You can get the transcripts of some comedian from [Scraps From The Loft](http://scrapsfromtheloft.com). 

You can take help of IMDB and select only 10 or 20 comedian having highest rating.






### For example:

In [1]:
# Web scraping, pickle imports
import requests
from bs4 import BeautifulSoup
import pickle



# URLs of transcripts in scope
urls = ['http://scrapsfromtheloft.com/2017/05/06/louis-ck-oh-my-god-full-transcript/',
        'http://scrapsfromtheloft.com/2017/04/11/dave-chappelle-age-spin-2017-full-transcript/',
        'http://scrapsfromtheloft.com/2018/03/15/ricky-gervais-humanity-transcript/',
        'https://scrapsfromtheloft.com/comedy/bo-burnham-make-happy-2016-full-transcript/',
        'http://scrapsfromtheloft.com/2017/05/24/bill-burr-im-sorry-feel-way-2014-full-transcript/',
        'http://scrapsfromtheloft.com/2017/04/21/jim-jefferies-bare-2014-full-transcript/',
        'http://scrapsfromtheloft.com/2017/08/02/john-mulaney-comeback-kid-2015-full-transcript/',
        'https://scrapsfromtheloft.com/comedy/brazil-corruption-amazon-hasan-minhaj/',
        'http://scrapsfromtheloft.com/2017/09/19/ali-wong-baby-cobra-2016-full-transcript/',
        'http://scrapsfromtheloft.com/2017/08/03/anthony-jeselnik-thoughts-prayers-2015-full-transcript/',
        'http://scrapsfromtheloft.com/2018/03/03/mike-birbiglia-my-girlfriends-boyfriend-2013-full-transcript/',
        'http://scrapsfromtheloft.com/2017/08/19/joe-rogan-triggered-2016-full-transcript/',
        'https://scrapsfromtheloft.com/comedy/jamie-foxx-what-had-happened-was-transcript/',
        'https://scrapsfromtheloft.com/comedy/deon-cole-cole-hearted-transcript/',
        'https://scrapsfromtheloft.com/comedy/fern-brady-power-chaos-transcript/',
        'https://scrapsfromtheloft.com/comedy/chad-daniels-dad-chaniels-transcript/',
        'https://scrapsfromtheloft.com/comedy/kevin-hart-gun-compartment-transcript/',
        'https://scrapsfromtheloft.com/comedy/sam-morril-youve-changed-transcript/',
        'https://scrapsfromtheloft.com/movies/marlon-wayans-good-grief-transcript/',
        'https://scrapsfromtheloft.com/comedy/tig-notaro-hello-again-transcript/',
       ]

# Scrapes transcript data from scrapsfromtheloft.com
def url_to_transcript(url):
    '''Extracts transcript text from scrapsfromtheloft.com.'''
    page = requests.get(url).text
    soup = BeautifulSoup(page, "lxml")

    # Find divs with transcript content
    containers = soup.find_all(class_="elementor-widget-container")
    
    text = []
    for container in containers:
        for elem in container.find_all(["p"]):  
            cleaned_text = elem.get_text(strip=True)  # Remove excess whitespace
            if cleaned_text:  # Only add non-empty text
                text.append(cleaned_text)
    
    print(f"Scraped: {url} - {len(text)} lines extracted")  # Debugging output
    return text

# Test on one URL
test_transcript = url_to_transcript(urls[0])
print(test_transcript[:10])  # Print first 10 lines

# Comedian names
comedians = ['louis', 'dave', 'ricky', 'bo', 'bill', 'jim', 'john', 'hasan', 'ali', 'anthony', 'mike', 'joe','jamie','deon','fern','chad',
             'kevin','sam','marlon','tig']

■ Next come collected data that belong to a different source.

//! The session: one current network plus the server configuration.
//!
//! The server loop owns the session and calls one operation at a time.
//! State is [`SessionState::NoNetwork`] until a network is created or
//! loaded; every network-dependent operation checks that first.

use std::path::Path;

use gridmate_algo::{
    run_contingency_analysis, ContingencyOptions, ContingencyReport, ContingencyType,
    PowerFlowOptions, ViolationLimits,
};
use gridmate_core::std_types::{line_std_types, trafo_std_types};
use gridmate_core::{
    BusType, DiagnosticIssue, ElementCounts, ElementKind, PowerFlowResults, PowerNet,
    ResultStatus, SwitchTarget, Topology,
};
use gridmate_io::{load_network, save_network, CaseName};
use serde::Serialize;
use serde_json::Value;
use tracing::{debug, info, warn};

use crate::config::ServerConfig;
use crate::error::{ToolError, ToolResult};

#[derive(Debug, Clone)]
pub enum SessionState {
    NoNetwork,
    NetworkLoaded(Box<PowerNet>),
}

impl SessionState {
    pub fn name(&self) -> &'static str {
        match self {
            SessionState::NoNetwork => "NO_NETWORK",
            SessionState::NetworkLoaded(_) => "NETWORK_LOADED",
        }
    }
}

/// Counts and attributes reported after create/load/save/remove.
#[derive(Debug, Clone, PartialEq, Serialize)]
pub struct NetworkSummary {
    pub name: String,
    pub f_hz: f64,
    pub sn_mva: f64,
    #[serde(flatten)]
    pub counts: ElementCounts,
    pub result_status: ResultStatus,
}

impl NetworkSummary {
    pub fn of(net: &PowerNet) -> Self {
        Self {
            name: net.name.clone(),
            f_hz: net.f_hz,
            sn_mva: net.sn_mva,
            counts: net.counts(),
            result_status: net.result_status(),
        }
    }
}

#[derive(Debug, Clone, Serialize)]
pub struct LoadOutcome {
    pub summary: NetworkSummary,
    /// Rows skipped or adjusted while reading, plus validation findings
    pub issues: Vec<DiagnosticIssue>,
}

#[derive(Debug, Clone, Serialize)]
pub struct ResultOverview {
    pub converged: bool,
    pub algorithm: String,
    pub min_vm_pu: Option<f64>,
    pub max_vm_pu: Option<f64>,
    pub max_loading_percent: Option<f64>,
    pub total_losses_mw: f64,
}

#[derive(Debug, Clone, Serialize)]
pub struct NetworkInfo {
    pub summary: NetworkSummary,
    pub total_load_mw: f64,
    pub total_generation_mw: f64,
    pub islands: usize,
    pub radial: bool,
    pub results: Option<ResultOverview>,
    pub issues: Vec<DiagnosticIssue>,
}

#[derive(Debug, Clone, Serialize)]
pub struct StdTypeEntry {
    pub name: String,
    pub parameters: Value,
}

/// Optional per-call overrides of the configured power flow settings.
#[derive(Debug, Clone, Default)]
pub struct PowerFlowOverrides {
    pub algorithm: Option<gridmate_algo::Algorithm>,
    pub calculate_voltage_angles: Option<bool>,
    pub max_iteration: Option<usize>,
    pub tolerance_mva: Option<f64>,
}

/// Optional per-call overrides of the configured violation limits.
#[derive(Debug, Clone, Default)]
pub struct LimitOverrides {
    pub vm_min_pu: Option<f64>,
    pub vm_max_pu: Option<f64>,
    pub max_loading_percent: Option<f64>,
}

pub struct Session {
    state: SessionState,
    config: ServerConfig,
}

impl Default for Session {
    fn default() -> Self {
        Self::new(ServerConfig::default())
    }
}

impl Session {
    pub fn new(config: ServerConfig) -> Self {
        Self {
            state: SessionState::NoNetwork,
            config,
        }
    }

    pub fn state(&self) -> &SessionState {
        &self.state
    }

    pub fn config(&self) -> &ServerConfig {
        &self.config
    }

    pub fn network(&self) -> ToolResult<&PowerNet> {
        match &self.state {
            SessionState::NetworkLoaded(net) => Ok(net),
            SessionState::NoNetwork => Err(ToolError::NoNetworkLoaded),
        }
    }

    fn network_mut(&mut self) -> ToolResult<&mut PowerNet> {
        match &mut self.state {
            SessionState::NetworkLoaded(net) => Ok(net),
            SessionState::NoNetwork => Err(ToolError::NoNetworkLoaded),
        }
    }

    /// Makes `net` current, discarding any previous network.
    fn replace_network(&mut self, net: PowerNet) -> NetworkSummary {
        if let SessionState::NetworkLoaded(previous) = &self.state {
            warn!(
                previous = %previous.name,
                counts = %previous.counts(),
                "discarding current network"
            );
        }
        let summary = NetworkSummary::of(&net);
        self.state = SessionState::NetworkLoaded(Box::new(net));
        summary
    }

    // ------------------------------------------------------------------
    // Network lifecycle
    // ------------------------------------------------------------------

    pub fn create_empty_network(
        &mut self,
        name: Option<String>,
        f_hz: Option<f64>,
        sn_mva: Option<f64>,
    ) -> ToolResult<NetworkSummary> {
        let f_hz = f_hz.unwrap_or(self.config.network.f_hz);
        let sn_mva = sn_mva.unwrap_or(self.config.network.sn_mva);
        for (what, value) in [("f_hz", f_hz), ("sn_mva", sn_mva)] {
            if !(value.is_finite() && value > 0.0) {
                return Err(ToolError::invalid_argument(format!(
                    "{what} must be a positive number, got {value}"
                )));
            }
        }
        let net = PowerNet::new(name.unwrap_or_default(), f_hz, sn_mva);
        info!(f_hz, sn_mva, "created empty network");
        Ok(self.replace_network(net))
    }

    pub fn create_example_network(&mut self, case: CaseName) -> ToolResult<NetworkSummary> {
        let net = case.build()?;
        info!(case = %case, "created example network");
        Ok(self.replace_network(net))
    }

    /// Loads a `.json` or `.p` file. A failed load leaves the session as it
    /// was.
    pub fn load_network(&mut self, path: &Path) -> ToolResult<LoadOutcome> {
        let imported = load_network(path)?;
        let issues = imported.diagnostics.issues.clone();
        if !imported.diagnostics.is_empty() {
            warn!(
                path = %path.display(),
                summary = %imported.diagnostics.summary(),
                "network loaded with issues"
            );
        }
        info!(path = %path.display(), counts = %imported.network.counts(), "loaded network");
        let summary = self.replace_network(imported.network);
        Ok(LoadOutcome { summary, issues })
    }

    pub fn save_network(&self, path: &Path) -> ToolResult<NetworkSummary> {
        let net = self.network()?;
        save_network(net, path)?;
        info!(path = %path.display(), "saved network");
        Ok(NetworkSummary::of(net))
    }

    // ------------------------------------------------------------------
    // Element editing
    // ------------------------------------------------------------------

    pub fn add_bus(
        &mut self,
        name: String,
        vn_kv: f64,
        bus_type: BusType,
        zone: Option<String>,
    ) -> ToolResult<usize> {
        let net = self.network_mut()?;
        let idx = net.create_bus(name, vn_kv, bus_type, zone)?;
        debug!(index = idx, vn_kv, "added bus");
        Ok(idx)
    }

    pub fn add_line(
        &mut self,
        from_bus: usize,
        to_bus: usize,
        length_km: f64,
        std_type: &str,
        name: Option<String>,
    ) -> ToolResult<usize> {
        let net = self.network_mut()?;
        let idx = net.create_line(from_bus, to_bus, length_km, std_type, name)?;
        debug!(index = idx, from_bus, to_bus, std_type, "added line");
        Ok(idx)
    }

    pub fn add_transformer(
        &mut self,
        hv_bus: usize,
        lv_bus: usize,
        std_type: &str,
        name: Option<String>,
    ) -> ToolResult<usize> {
        let net = self.network_mut()?;
        let idx = net.create_transformer(hv_bus, lv_bus, std_type, name)?;
        debug!(index = idx, hv_bus, lv_bus, std_type, "added transformer");
        Ok(idx)
    }

    pub fn add_load(
        &mut self,
        bus: usize,
        p_mw: f64,
        q_mvar: f64,
        name: Option<String>,
    ) -> ToolResult<usize> {
        let net = self.network_mut()?;
        let idx = net.create_load(bus, p_mw, q_mvar, name)?;
        debug!(index = idx, bus, p_mw, "added load");
        Ok(idx)
    }

    pub fn add_generator(
        &mut self,
        bus: usize,
        p_mw: f64,
        vm_pu: f64,
        q_limits: (Option<f64>, Option<f64>),
        name: Option<String>,
    ) -> ToolResult<usize> {
        let net = self.network_mut()?;
        let idx = net.create_gen(bus, p_mw, vm_pu, q_limits.0, q_limits.1, name)?;
        debug!(index = idx, bus, p_mw, vm_pu, "added generator");
        Ok(idx)
    }

    pub fn add_ext_grid(
        &mut self,
        bus: usize,
        vm_pu: f64,
        va_degree: f64,
        name: Option<String>,
    ) -> ToolResult<usize> {
        let net = self.network_mut()?;
        let idx = net.create_ext_grid(bus, vm_pu, va_degree, name)?;
        debug!(index = idx, bus, vm_pu, "added external grid");
        Ok(idx)
    }

    pub fn add_shunt(
        &mut self,
        bus: usize,
        p_mw: f64,
        q_mvar: f64,
        name: Option<String>,
    ) -> ToolResult<usize> {
        let net = self.network_mut()?;
        let idx = net.create_shunt(bus, p_mw, q_mvar, name)?;
        debug!(index = idx, bus, q_mvar, "added shunt");
        Ok(idx)
    }

    pub fn add_switch(
        &mut self,
        bus: usize,
        target: SwitchTarget,
        closed: bool,
        name: Option<String>,
    ) -> ToolResult<usize> {
        let net = self.network_mut()?;
        let idx = net.create_switch(bus, target, closed, name)?;
        debug!(index = idx, bus, closed, "added switch");
        Ok(idx)
    }

    pub fn remove_element(&mut self, kind: ElementKind, index: usize) -> ToolResult<NetworkSummary> {
        let net = self.network_mut()?;
        net.remove_element(kind, index)?;
        info!(element = %kind, index, "removed element");
        Ok(NetworkSummary::of(net))
    }

    /// Returns the previous flag.
    pub fn set_in_service(
        &mut self,
        kind: ElementKind,
        index: usize,
        in_service: bool,
    ) -> ToolResult<bool> {
        let net = self.network_mut()?;
        let previous = net.set_in_service(kind, index, in_service)?;
        debug!(element = %kind, index, in_service, previous, "service flag updated");
        Ok(previous)
    }

    // ------------------------------------------------------------------
    // Analysis
    // ------------------------------------------------------------------

    fn power_flow_options(&self, overrides: &PowerFlowOverrides) -> PowerFlowOptions {
        let base = &self.config.power_flow;
        PowerFlowOptions {
            algorithm: overrides.algorithm.unwrap_or(base.algorithm),
            calculate_voltage_angles: overrides
                .calculate_voltage_angles
                .unwrap_or(base.calculate_voltage_angles),
            max_iteration: overrides.max_iteration.unwrap_or(base.max_iteration),
            tolerance_mva: overrides.tolerance_mva.unwrap_or(base.tolerance_mva),
        }
    }

    pub fn run_power_flow(&mut self, overrides: &PowerFlowOverrides) -> ToolResult<PowerFlowResults> {
        let options = self.power_flow_options(overrides);
        let net = self.network_mut()?;
        Ok(gridmate_algo::run_power_flow(net, &options)?)
    }

    pub fn run_contingency_analysis(
        &self,
        contingency_type: ContingencyType,
        element_kinds: Option<Vec<ElementKind>>,
        limits: &LimitOverrides,
    ) -> ToolResult<ContingencyReport> {
        let net = self.network()?;
        let configured = self.config.contingency.limits();
        let options = ContingencyOptions {
            contingency_type,
            element_kinds: element_kinds
                .unwrap_or_else(|| gridmate_algo::contingency::OUTAGE_KINDS.to_vec()),
            power_flow: self.config.power_flow.clone(),
            limits: ViolationLimits {
                vm_min_pu: limits.vm_min_pu.unwrap_or(configured.vm_min_pu),
                vm_max_pu: limits.vm_max_pu.unwrap_or(configured.vm_max_pu),
                max_loading_percent: limits
                    .max_loading_percent
                    .unwrap_or(configured.max_loading_percent),
            },
            parallel: self.config.contingency.parallel,
        };
        Ok(run_contingency_analysis(net, &options)?)
    }

    pub fn get_network_info(&self) -> ToolResult<NetworkInfo> {
        let net = self.network()?;
        let topo = Topology::build(net);
        let results = net.results().map(|r| {
            let range = r.voltage_range();
            ResultOverview {
                converged: r.converged,
                algorithm: r.algorithm.clone(),
                min_vm_pu: range.map(|(lo, _)| lo),
                max_vm_pu: range.map(|(_, hi)| hi),
                max_loading_percent: r.max_loading_percent(),
                total_losses_mw: r.total_losses_mw(),
            }
        });
        Ok(NetworkInfo {
            summary: NetworkSummary::of(net),
            total_load_mw: net.total_load_mw(),
            total_generation_mw: net.total_generation_mw(),
            islands: topo.island_count(),
            radial: topo.is_radial(),
            results,
            issues: net.validate().issues,
        })
    }

    pub fn list_std_types(&self, kind: ElementKind) -> ToolResult<Vec<StdTypeEntry>> {
        let entries = match kind {
            ElementKind::Line => line_std_types()
                .map(|(name, ty)| -> ToolResult<StdTypeEntry> {
                    Ok(entry(name, serde_json::to_value(ty)?))
                })
                .collect::<ToolResult<Vec<_>>>()?,
            ElementKind::Trafo => trafo_std_types()
                .map(|(name, ty)| -> ToolResult<StdTypeEntry> {
                    Ok(entry(name, serde_json::to_value(ty)?))
                })
                .collect::<ToolResult<Vec<_>>>()?,
            other => {
                return Err(ToolError::invalid_argument(format!(
                    "standard types exist for line and trafo, not '{other}'"
                )))
            }
        };
        Ok(entries)
    }
}

fn entry(name: &str, parameters: Value) -> StdTypeEntry {
    StdTypeEntry {
        name: name.to_string(),
        parameters,
    }
}
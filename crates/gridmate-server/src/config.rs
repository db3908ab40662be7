//! Server configuration.
//!
//! Read from `~/.gridmate/config.toml` unless a path is given on the command
//! line. Every section and key is optional.
//!
//! ```toml
//! [power_flow]
//! algorithm = "nr"
//! max_iteration = 10
//!
//! [contingency]
//! vm_min_pu = 0.95
//! vm_max_pu = 1.05
//! max_loading_percent = 100.0
//! parallel = true
//!
//! [network]
//! f_hz = 50.0
//! sn_mva = 1.0
//!
//! [logging]
//! level = "info"
//! ```

use std::path::{Path, PathBuf};

use anyhow::{anyhow, Context, Result};
use gridmate_algo::{PowerFlowOptions, ViolationLimits};
use gridmate_core::{DEFAULT_F_HZ, DEFAULT_SN_MVA};
use serde::{Deserialize, Serialize};

#[derive(Debug, Clone, Default, PartialEq, Serialize, Deserialize)]
pub struct ServerConfig {
    #[serde(default)]
    pub power_flow: PowerFlowOptions,
    #[serde(default)]
    pub contingency: ContingencyConfig,
    #[serde(default)]
    pub network: NetworkDefaults,
    #[serde(default)]
    pub logging: LoggingConfig,
}

/// Violation policy and execution settings for contingency sweeps.
#[derive(Debug, Clone, PartialEq, Serialize, Deserialize)]
pub struct ContingencyConfig {
    #[serde(default = "default_vm_min")]
    pub vm_min_pu: f64,
    #[serde(default = "default_vm_max")]
    pub vm_max_pu: f64,
    #[serde(default = "default_max_loading")]
    pub max_loading_percent: f64,
    /// Evaluate outages on a thread pool
    #[serde(default = "default_parallel")]
    pub parallel: bool,
}

impl Default for ContingencyConfig {
    fn default() -> Self {
        Self {
            vm_min_pu: default_vm_min(),
            vm_max_pu: default_vm_max(),
            max_loading_percent: default_max_loading(),
            parallel: default_parallel(),
        }
    }
}

impl ContingencyConfig {
    pub fn limits(&self) -> ViolationLimits {
        ViolationLimits {
            vm_min_pu: self.vm_min_pu,
            vm_max_pu: self.vm_max_pu,
            max_loading_percent: self.max_loading_percent,
        }
    }
}

fn default_vm_min() -> f64 {
    ViolationLimits::default().vm_min_pu
}

fn default_vm_max() -> f64 {
    ViolationLimits::default().vm_max_pu
}

fn default_max_loading() -> f64 {
    ViolationLimits::default().max_loading_percent
}

fn default_parallel() -> bool {
    true
}

/// Attributes given to networks created without explicit values.
#[derive(Debug, Clone, PartialEq, Serialize, Deserialize)]
pub struct NetworkDefaults {
    #[serde(default = "default_f_hz")]
    pub f_hz: f64,
    #[serde(default = "default_sn_mva")]
    pub sn_mva: f64,
}

impl Default for NetworkDefaults {
    fn default() -> Self {
        Self {
            f_hz: default_f_hz(),
            sn_mva: default_sn_mva(),
        }
    }
}

fn default_f_hz() -> f64 {
    DEFAULT_F_HZ
}

fn default_sn_mva() -> f64 {
    DEFAULT_SN_MVA
}

#[derive(Debug, Clone, PartialEq, Serialize, Deserialize)]
pub struct LoggingConfig {
    /// Log level: trace, debug, info, warn, error
    #[serde(default = "default_log_level")]
    pub level: String,
}

impl Default for LoggingConfig {
    fn default() -> Self {
        Self {
            level: default_log_level(),
        }
    }
}

fn default_log_level() -> String {
    "info".to_string()
}

impl ServerConfig {
    pub fn from_toml(contents: &str) -> Result<Self> {
        let config: ServerConfig = toml::from_str(contents)?;
        config.validate()?;
        Ok(config)
    }

    pub fn validate(&self) -> Result<()> {
        self.power_flow
            .validate()
            .context("invalid [power_flow] section")?;
        self.contingency
            .limits()
            .validate()
            .context("invalid [contingency] section")?;
        if !(self.network.f_hz > 0.0 && self.network.sn_mva > 0.0) {
            return Err(anyhow!(
                "invalid [network] section: f_hz and sn_mva must be positive"
            ));
        }
        Ok(())
    }
}

/// `~/.gridmate`
pub fn gridmate_home() -> Result<PathBuf> {
    dirs::home_dir()
        .ok_or_else(|| anyhow!("Cannot determine home directory"))
        .map(|h| h.join(".gridmate"))
}

/// `~/.gridmate/config.toml`
pub fn default_config_path() -> Result<PathBuf> {
    Ok(gridmate_home()?.join("config.toml"))
}

/// Loads the configuration. An explicit path must exist; the default path
/// falls back to built-in defaults when absent.
pub fn load_config(path: Option<&Path>) -> Result<ServerConfig> {
    let path = match path {
        Some(p) => p.to_path_buf(),
        None => {
            let default = default_config_path()?;
            if !default.exists() {
                return Ok(ServerConfig::default());
            }
            default
        }
    };
    let contents = std::fs::read_to_string(&path)
        .with_context(|| format!("Failed to read config file {}", path.display()))?;
    ServerConfig::from_toml(&contents)
        .with_context(|| format!("Failed to parse config file {}", path.display()))
}

#[cfg(test)]
mod tests {
    use super::*;
    use gridmate_algo::Algorithm;

    #[test]
    fn test_empty_file_gives_defaults() {
        let config = ServerConfig::from_toml("").unwrap();
        assert_eq!(config, ServerConfig::default());
        assert_eq!(config.power_flow.max_iteration, 10);
        assert_eq!(config.contingency.vm_min_pu, 0.95);
        assert_eq!(config.network.sn_mva, 1.0);
        assert_eq!(config.logging.level, "info");
    }

    #[test]
    fn test_partial_sections() {
        let config = ServerConfig::from_toml(
            r#"
            [power_flow]
            algorithm = "bfsw"

            [contingency]
            max_loading_percent = 80.0
            parallel = false
            "#,
        )
        .unwrap();
        assert_eq!(config.power_flow.algorithm, Algorithm::BackwardForwardSweep);
        assert!(config.power_flow.calculate_voltage_angles);
        assert_eq!(config.contingency.max_loading_percent, 80.0);
        assert_eq!(config.contingency.vm_max_pu, 1.05);
        assert!(!config.contingency.parallel);
    }

    #[test]
    fn test_invalid_values_rejected() {
        assert!(ServerConfig::from_toml("[contingency]\nvm_min_pu = 1.2").is_err());
        assert!(ServerConfig::from_toml("[power_flow]\nmax_iteration = 0").is_err());
        assert!(ServerConfig::from_toml("[network]\nsn_mva = -1.0").is_err());
        assert!(ServerConfig::from_toml("[power_flow]\nalgorithm = \"dc\"").is_err());
    }

    #[test]
    fn test_explicit_missing_path_is_error() {
        let err = load_config(Some(Path::new("/nonexistent/gridmate.toml"))).unwrap_err();
        assert!(err.to_string().contains("Failed to read config file"));
    }

    #[test]
    fn test_home_path() {
        let path = default_config_path().unwrap();
        assert!(path.ends_with(".gridmate/config.toml"));
    }
}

Scraped: http://scrapsfromtheloft.com/2017/05/06/louis-ck-oh-my-god-full-transcript/ - 30 lines extracted
['IntroFade the music out. Let’s roll. Hold there. Lights. Do the lights. Thank you. Thank you very much. I appreciate that. I don’t necessarily agree with you, but I appreciate very much. Well, this is a nice place. This is easily the nicest place For many miles in every direction. That’s how you compliment a building And shit on a town with one sentence. It is odd around here, as I was driving here. There doesn’t seem to be any difference Between the sidewalk and the street for pedestrians here. People just kind of walk in the middle of the road. I love traveling And seeing all the different parts of the country. I live in New York. I live in a– There’s no value to your doing that at all.', '“The Old Lady And The Dog”I live– I live in New York. I always– Like, there’s this old lady in my neighborhood, And she’s always walking her dog. She’s always just– she’s very old. She just s

In [5]:
# # Actually request transcripts (takes a few minutes to run)
transcripts = [url_to_transcript(u) for u in urls]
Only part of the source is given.